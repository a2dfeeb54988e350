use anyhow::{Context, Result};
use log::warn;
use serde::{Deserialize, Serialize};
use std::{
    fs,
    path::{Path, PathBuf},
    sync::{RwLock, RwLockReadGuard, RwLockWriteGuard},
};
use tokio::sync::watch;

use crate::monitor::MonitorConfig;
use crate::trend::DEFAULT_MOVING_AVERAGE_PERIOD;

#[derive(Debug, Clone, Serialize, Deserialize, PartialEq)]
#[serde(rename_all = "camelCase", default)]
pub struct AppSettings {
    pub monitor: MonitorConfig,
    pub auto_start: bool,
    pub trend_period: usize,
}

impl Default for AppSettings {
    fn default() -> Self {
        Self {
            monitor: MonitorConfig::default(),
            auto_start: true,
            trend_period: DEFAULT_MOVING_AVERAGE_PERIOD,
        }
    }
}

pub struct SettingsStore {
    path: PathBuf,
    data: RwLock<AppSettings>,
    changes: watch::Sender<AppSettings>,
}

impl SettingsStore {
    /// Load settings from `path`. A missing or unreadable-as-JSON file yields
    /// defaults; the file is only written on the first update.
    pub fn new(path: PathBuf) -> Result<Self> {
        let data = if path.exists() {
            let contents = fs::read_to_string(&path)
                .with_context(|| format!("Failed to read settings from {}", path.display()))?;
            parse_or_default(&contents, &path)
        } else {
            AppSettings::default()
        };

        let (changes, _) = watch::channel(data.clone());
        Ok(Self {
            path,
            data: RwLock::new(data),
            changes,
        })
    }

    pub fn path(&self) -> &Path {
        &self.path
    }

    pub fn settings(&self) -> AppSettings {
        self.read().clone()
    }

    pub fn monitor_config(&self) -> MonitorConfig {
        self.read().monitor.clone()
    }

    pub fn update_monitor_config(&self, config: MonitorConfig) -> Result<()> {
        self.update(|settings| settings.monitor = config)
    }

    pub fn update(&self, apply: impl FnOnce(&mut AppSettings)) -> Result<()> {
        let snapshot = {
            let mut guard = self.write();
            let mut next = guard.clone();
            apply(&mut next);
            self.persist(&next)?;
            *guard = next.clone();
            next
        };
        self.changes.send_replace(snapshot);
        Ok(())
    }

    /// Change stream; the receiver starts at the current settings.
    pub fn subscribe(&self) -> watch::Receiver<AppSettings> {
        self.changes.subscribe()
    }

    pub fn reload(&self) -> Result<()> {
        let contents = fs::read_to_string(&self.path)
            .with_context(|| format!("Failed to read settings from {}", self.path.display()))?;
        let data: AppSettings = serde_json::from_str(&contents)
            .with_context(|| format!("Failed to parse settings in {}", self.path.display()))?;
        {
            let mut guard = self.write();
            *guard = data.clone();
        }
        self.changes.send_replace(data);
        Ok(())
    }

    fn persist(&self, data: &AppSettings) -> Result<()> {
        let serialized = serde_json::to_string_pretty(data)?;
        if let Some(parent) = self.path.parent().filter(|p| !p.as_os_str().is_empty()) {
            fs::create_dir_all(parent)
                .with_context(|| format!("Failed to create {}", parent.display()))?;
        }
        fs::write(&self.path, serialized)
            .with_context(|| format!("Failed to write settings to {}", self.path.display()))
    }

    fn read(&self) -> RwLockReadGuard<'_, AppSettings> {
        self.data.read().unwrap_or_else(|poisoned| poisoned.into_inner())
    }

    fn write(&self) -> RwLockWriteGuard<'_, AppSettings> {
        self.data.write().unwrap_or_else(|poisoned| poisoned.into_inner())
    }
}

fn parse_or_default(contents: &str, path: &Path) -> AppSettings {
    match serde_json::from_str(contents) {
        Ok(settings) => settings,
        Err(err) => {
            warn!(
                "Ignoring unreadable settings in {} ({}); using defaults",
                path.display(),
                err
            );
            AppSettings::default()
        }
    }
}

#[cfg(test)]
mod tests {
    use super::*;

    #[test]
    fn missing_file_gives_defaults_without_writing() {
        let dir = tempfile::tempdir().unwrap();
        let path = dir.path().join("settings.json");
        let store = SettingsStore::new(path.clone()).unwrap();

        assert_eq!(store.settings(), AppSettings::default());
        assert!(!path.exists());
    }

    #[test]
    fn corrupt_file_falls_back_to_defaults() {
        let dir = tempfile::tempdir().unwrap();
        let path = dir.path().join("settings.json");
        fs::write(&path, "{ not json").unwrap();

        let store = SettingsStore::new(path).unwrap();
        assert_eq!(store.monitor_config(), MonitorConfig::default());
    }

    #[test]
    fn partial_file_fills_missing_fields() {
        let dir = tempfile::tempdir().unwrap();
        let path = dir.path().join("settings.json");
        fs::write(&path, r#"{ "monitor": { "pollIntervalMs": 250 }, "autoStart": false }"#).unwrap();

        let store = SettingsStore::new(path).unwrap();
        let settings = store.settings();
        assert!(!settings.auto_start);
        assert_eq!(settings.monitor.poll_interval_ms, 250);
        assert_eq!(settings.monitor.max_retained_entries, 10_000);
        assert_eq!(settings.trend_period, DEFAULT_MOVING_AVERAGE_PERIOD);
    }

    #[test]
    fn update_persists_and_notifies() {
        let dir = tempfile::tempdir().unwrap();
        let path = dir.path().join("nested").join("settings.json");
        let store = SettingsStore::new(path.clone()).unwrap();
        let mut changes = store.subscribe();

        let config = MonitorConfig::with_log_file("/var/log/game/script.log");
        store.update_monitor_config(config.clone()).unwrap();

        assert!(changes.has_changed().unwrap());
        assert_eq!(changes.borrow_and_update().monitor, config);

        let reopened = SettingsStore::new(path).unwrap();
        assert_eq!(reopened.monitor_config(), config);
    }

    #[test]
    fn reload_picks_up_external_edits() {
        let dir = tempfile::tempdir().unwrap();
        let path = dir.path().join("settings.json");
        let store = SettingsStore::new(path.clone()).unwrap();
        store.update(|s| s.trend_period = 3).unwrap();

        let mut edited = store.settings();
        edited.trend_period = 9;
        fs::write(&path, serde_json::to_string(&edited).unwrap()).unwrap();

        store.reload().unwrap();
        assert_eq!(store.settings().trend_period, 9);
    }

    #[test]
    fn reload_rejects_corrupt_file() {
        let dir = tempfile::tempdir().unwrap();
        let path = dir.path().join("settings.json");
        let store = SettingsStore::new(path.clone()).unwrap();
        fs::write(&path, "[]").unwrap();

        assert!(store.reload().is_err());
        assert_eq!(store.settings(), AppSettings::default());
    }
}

## AIM OF THE TASK
From the first line to the last, retype the records exactly as they stand above.

## ANSWER FOR THE TASK
repository a2dfeeb54988e350
use anyhow::{Context, Result};
use log::warn;
use serde::{Deserialize, Serialize};
use std::{
    fs,
    path::{Path, PathBuf},
    sync::{RwLock, RwLockReadGuard, RwLockWriteGuard},
};
use tokio::sync::watch;

use crate::monitor::MonitorConfig;
use crate::trend::DEFAULT_MOVING_AVERAGE_PERIOD;

#[derive(Debug, Clone, Serialize, Deserialize, PartialEq)]
#[serde(rename_all = "camelCase", default)]
pub struct AppSettings {
    pub monitor: MonitorConfig,
    pub auto_start: bool,
    pub trend_period: usize,
}

impl Default for AppSettings {
    fn default() -> Self {
        Self {
            monitor: MonitorConfig::default(),
            auto_start: true,
            trend_period: DEFAULT_MOVING_AVERAGE_PERIOD,
        }
    }
}

pub struct SettingsStore {
    path: PathBuf,
    data: RwLock<AppSettings>,
    changes: watch::Sender<AppSettings>,
}

impl SettingsStore {
    /// Load settings from `path`. A missing or unreadable-as-JSON file yields
    /// defaults; the file is only written on the first update.
    pub fn new(path: PathBuf) -> Result<Self> {
        let data = if path.exists() {
            let contents = fs::read_to_string(&path)
                .with_context(|| format!("Failed to read settings from {}", path.display()))?;
            parse_or_default(&contents, &path)
        } else {
            AppSettings::default()
        };

        let (changes, _) = watch::channel(data.clone());
        Ok(Self {
            path,
            data: RwLock::new(data),
            changes,
        })
    }

    pub fn path(&self) -> &Path {
        &self.path
    }

    pub fn settings(&self) -> AppSettings {
        self.read().clone()
    }

    pub fn monitor_config(&self) -> MonitorConfig {
        self.read().monitor.clone()
    }

    pub fn update_monitor_config(&self, config: MonitorConfig) -> Result<()> {
        self.update(|settings| settings.monitor = config)
    }

    pub fn update(&self, apply: impl FnOnce(&mut AppSettings)) -> Result<()> {
        let snapshot = {
            let mut guard = self.write();
            let mut next = guard.clone();
            apply(&mut next);
            self.persist(&next)?;
            *guard = next.clone();
            next
        };
        self.changes.send_replace(snapshot);
        Ok(())
    }

    /// Change stream; the receiver starts at the current settings.
    pub fn subscribe(&self) -> watch::Receiver<AppSettings> {
        self.changes.subscribe()
    }

    pub fn reload(&self) -> Result<()> {
        let contents = fs::read_to_string(&self.path)
            .with_context(|| format!("Failed to read settings from {}", self.path.display()))?;
        let data: AppSettings = serde_json::from_str(&contents)
            .with_context(|| format!("Failed to parse settings in {}", self.path.display()))?;
        {
            let mut guard = self.write();
            *guard = data.clone();
        }
        self.changes.send_replace(data);
        Ok(())
    }

    fn persist(&self, data: &AppSettings) -> Result<()> {
        let serialized = serde_json::to_string_pretty(data)?;
        if let Some(parent) = self.path.parent().filter(|p| !p.as_os_str().is_empty()) {
            fs::create_dir_all(parent)
                .with_context(|| format!("Failed to create {}", parent.display()))?;
        }
        fs::write(&self.path, serialized)
            .with_context(|| format!("Failed to write settings to {}", self.path.display()))
    }

    fn read(&self) -> RwLockReadGuard<'_, AppSettings> {
        self.data.read().unwrap_or_else(|poisoned| poisoned.into_inner())
    }

    fn write(&self) -> RwLockWriteGuard<'_, AppSettings> {
        self.data.write().unwrap_or_else(|poisoned| poisoned.into_inner())
    }
}

fn parse_or_default(contents: &str, path: &Path) -> AppSettings {
    match serde_json::from_str(contents) {
        Ok(settings) => settings,
        Err(err) => {
            warn!(
                "Ignoring unreadable settings in {} ({}); using defaults",
                path.display(),
                err
            );
            AppSettings::default()
        }
    }
}

#[cfg(test)]
mod tests {
    use super::*;

    #[test]
    fn missing_file_gives_defaults_without_writing() {
        let dir = tempfile::tempdir().unwrap();
        let path = dir.path().join("settings.json");
        let store = SettingsStore::new(path.clone()).unwrap();

        assert_eq!(store.settings(), AppSettings::default());
        assert!(!path.exists());
    }

    #[test]
    fn corrupt_file_falls_back_to_defaults() {
        let dir = tempfile::tempdir().unwrap();
        let path = dir.path().join("settings.json");
        fs::write(&path, "{ not json").unwrap();

        let store = SettingsStore::new(path).unwrap();
        assert_eq!(store.monitor_config(), MonitorConfig::default());
    }

    #[test]
    fn partial_file_fills_missing_fields() {
        let dir = tempfile::tempdir().unwrap();
        let path = dir.path().join("settings.json");
        fs::write(&path, r#"{ "monitor": { "pollIntervalMs": 250 }, "autoStart": false }"#).unwrap();

        let store = SettingsStore::new(path).unwrap();
        let settings = store.settings();
        assert!(!settings.auto_start);
        assert_eq!(settings.monitor.poll_interval_ms, 250);
        assert_eq!(settings.monitor.max_retained_entries, 10_000);
        assert_eq!(settings.trend_period, DEFAULT_MOVING_AVERAGE_PERIOD);
    }

    #[test]
    fn update_persists_and_notifies() {
        let dir = tempfile::tempdir().unwrap();
        let path = dir.path().join("nested").join("settings.json");
        let store = SettingsStore::new(path.clone()).unwrap();
        let mut changes = store.subscribe();

        let config = MonitorConfig::with_log_file("/var/log/game/script.log");
        store.update_monitor_config(config.clone()).unwrap();

        assert!(changes.has_changed().unwrap());
        assert_eq!(changes.borrow_and_update().monitor, config);

        let reopened = SettingsStore::new(path).unwrap();
        assert_eq!(reopened.monitor_config(), config);
    }

    #[test]
    fn reload_picks_up_external_edits() {
        let dir = tempfile::tempdir().unwrap();
        let path = dir.path().join("settings.json");
        let store = SettingsStore::new(path.clone()).unwrap();
        store.update(|s| s.trend_period = 3).unwrap();

        let mut edited = store.settings();
        edited.trend_period = 9;
        fs::write(&path, serde_json::to_string(&edited).unwrap()).unwrap();

        store.reload().unwrap();
        assert_eq!(store.settings().trend_period, 9);
    }

    #[test]
    fn reload_rejects_corrupt_file() {
        let dir = tempfile::tempdir().unwrap();
        let path = dir.path().join("settings.json");
        let store = SettingsStore::new(path.clone()).unwrap();
        fs::write(&path, "[]").unwrap();

        assert!(store.reload().is_err());
        assert_eq!(store.settings(), AppSettings::default());
    }
}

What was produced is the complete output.